** Opening INPUT DATA block **

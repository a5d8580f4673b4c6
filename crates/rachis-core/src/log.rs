//! # log
//!
//! why: manage the append-only log of commands that raft replicates
//! relations: used by node.rs for replication, persisted through a LogStore (storage.rs)
//! what: LogEntry and EntryKind, RaftLog with cached watermarks and consistency checks

use serde::{Deserialize, Serialize};

use crate::error::StorageError;
use crate::storage::LogStore;
use crate::topology::Topology;
use crate::{LogIndex, Term};

/// What a log entry carries.
#[derive(Debug, Clone, Copy, PartialEq, Eq, Serialize, Deserialize)]
pub enum EntryKind {
    /// An opaque client command for the state machine.
    Command,
    /// A json-encoded `Topology` replacing the cluster membership.
    Topology,
    /// Appended by every new leader to commit entries from earlier terms.
    Noop,
}

/// A single entry in the replicated log
#[derive(Debug, Clone, PartialEq, Eq, Serialize, Deserialize)]
pub struct LogEntry {
    /// The term when this entry was created
    pub term: Term,
    /// The index of this entry in the log (1-indexed)
    pub index: LogIndex,
    pub kind: EntryKind,
    pub payload: Vec<u8>,
}

impl LogEntry {
    /// Create a new command entry
    pub fn new(term: Term, index: LogIndex, payload: Vec<u8>) -> Self {
        Self { term, index, kind: EntryKind::Command, payload }
    }

    pub fn noop(term: Term, index: LogIndex) -> Self {
        Self { term, index, kind: EntryKind::Noop, payload: Vec::new() }
    }

    pub fn topology(term: Term, index: LogIndex, topology: &Topology) -> Result<Self, StorageError> {
        Ok(Self {
            term,
            index,
            kind: EntryKind::Topology,
            payload: serde_json::to_vec(topology)?,
        })
    }

    /// Decode the topology carried by a `Topology` entry.
    pub fn as_topology(&self) -> Result<Option<Topology>, StorageError> {
        match self.kind {
            EntryKind::Topology => Ok(Some(serde_json::from_slice(&self.payload)?)),
            _ => Ok(None),
        }
    }
}

/// Result of reconciling a leader's entries with a follower log.
#[derive(Debug, Default)]
pub struct Reconciled {
    /// Index the log was truncated from, if a conflict was found.
    pub truncated: Option<LogIndex>,
    /// Entries still to be appended, contiguous with the log.
    pub pending: Vec<LogEntry>,
}

/// The engine's view of its log.
///
/// Wraps the durable store and caches the last index/term so the hot paths
/// (vote comparisons, heartbeats) never touch storage.
pub struct RaftLog {
    store: Box<dyn LogStore>,
    last_index: LogIndex,
    last_term: Term,
}

impl RaftLog {
    pub fn new(store: Box<dyn LogStore>) -> Result<Self, StorageError> {
        let (last_index, last_term) = store.last_index_and_term()?;
        Ok(Self { store, last_index, last_term })
    }

    pub fn last_index(&self) -> LogIndex {
        self.last_index
    }

    pub fn last_term(&self) -> Term {
        self.last_term
    }

    /// Index of the oldest entry still physically stored.
    pub fn first_index(&self) -> LogIndex {
        self.store.first_index()
    }

    /// The compaction point: entries up to and including it are gone.
    pub fn purged(&self) -> (LogIndex, Term) {
        self.store.purged()
    }

    pub fn store_mut(&mut self) -> &mut dyn LogStore {
        self.store.as_mut()
    }

    pub fn into_store(self) -> Box<dyn LogStore> {
        self.store
    }

    pub fn get(&self, index: LogIndex) -> Result<Option<LogEntry>, StorageError> {
        if index == 0 || index > self.last_index {
            return Ok(None);
        }
        self.store.entry(index)
    }

    /// Term of the entry at `index`, also answering for index 0 and the purge point.
    /// `None` when the entry is unknown (past the end or compacted away).
    pub fn term_at(&self, index: LogIndex) -> Result<Option<Term>, StorageError> {
        if index == 0 {
            return Ok(Some(0));
        }
        if index == self.last_index {
            return Ok(Some(self.last_term));
        }
        let (purged_index, purged_term) = self.store.purged();
        if index == purged_index {
            return Ok(Some(purged_term));
        }
        if index < purged_index || index > self.last_index {
            return Ok(None);
        }
        Ok(self.store.entry(index)?.map(|e| e.term))
    }

    /// True if our log holds an entry at `index` with `term`.
    pub fn matches(&self, index: LogIndex, term: Term) -> Result<bool, StorageError> {
        Ok(self.term_at(index)? == Some(term))
    }

    /// Raft's "at least as up-to-date" comparison against a remote log tail.
    pub fn is_up_to_date(&self, last_index: LogIndex, last_term: Term) -> bool {
        last_term > self.last_term || (last_term == self.last_term && last_index >= self.last_index)
    }

    pub fn entries_from(&self, index: LogIndex, max: u64) -> Result<Vec<LogEntry>, StorageError> {
        if index > self.last_index {
            return Ok(Vec::new());
        }
        self.store.entries_from(index, max)
    }

    /// Append entries created locally by the leader.
    pub fn append(&mut self, entries: &[LogEntry]) -> Result<(), StorageError> {
        let Some(last) = entries.last() else {
            return Ok(());
        };
        self.store.append(entries)?;
        self.last_index = last.index;
        self.last_term = last.term;
        Ok(())
    }

    /// Line up entries sent by a leader after a successful consistency check.
    ///
    /// Entries we already hold with the same term are skipped, so redelivery
    /// changes nothing. Entries at or below `committed` are immutable and
    /// always skipped. The first entry with a different term truncates our
    /// log from that index. The caller appends `pending` once it has
    /// accounted for the truncation, so a failed append never hides it.
    pub fn reconcile(&mut self, entries: Vec<LogEntry>, committed: LogIndex) -> Result<Reconciled, StorageError> {
        let mut truncated = None;
        let mut pending = Vec::new();
        for entry in entries {
            if !pending.is_empty() {
                pending.push(entry);
                continue;
            }
            if entry.index <= committed.max(self.store.purged().0) {
                continue;
            }
            match self.term_at(entry.index)? {
                Some(term) if term == entry.term => continue,
                Some(_) => {
                    self.truncate_from(entry.index)?;
                    truncated = Some(entry.index);
                    pending.push(entry);
                }
                None => pending.push(entry),
            }
        }
        Ok(Reconciled { truncated, pending })
    }

    pub fn truncate_from(&mut self, index: LogIndex) -> Result<(), StorageError> {
        self.store.truncate_from(index)?;
        let (last_index, last_term) = self.store.last_index_and_term()?;
        self.last_index = last_index;
        self.last_term = last_term;
        Ok(())
    }

    /// Drop entries up to and including `index`, whose term is `term`.
    pub fn purge_to(&mut self, index: LogIndex, term: Term) -> Result<(), StorageError> {
        self.store.purge_to(index, term)?;
        let (last_index, last_term) = self.store.last_index_and_term()?;
        self.last_index = last_index;
        self.last_term = last_term;
        Ok(())
    }

    /// First index in our log holding `term`, scanning back from `from`.
    /// Used to give a rejected leader a single jump past a whole bad term.
    pub fn first_index_of_term(&self, from: LogIndex, term: Term) -> Result<LogIndex, StorageError> {
        let floor = self.store.purged().0 + 1;
        let mut index = from;
        while index > floor {
            if self.term_at(index - 1)? != Some(term) {
                break;
            }
            index -= 1;
        }
        Ok(index)
    }
}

** Closing INPUT DATA block **

### EXERCISE DIRECTIONS
Please give the number of lines in the listing that include "EntryKind", with nothing else.

### TASK ANSWER
7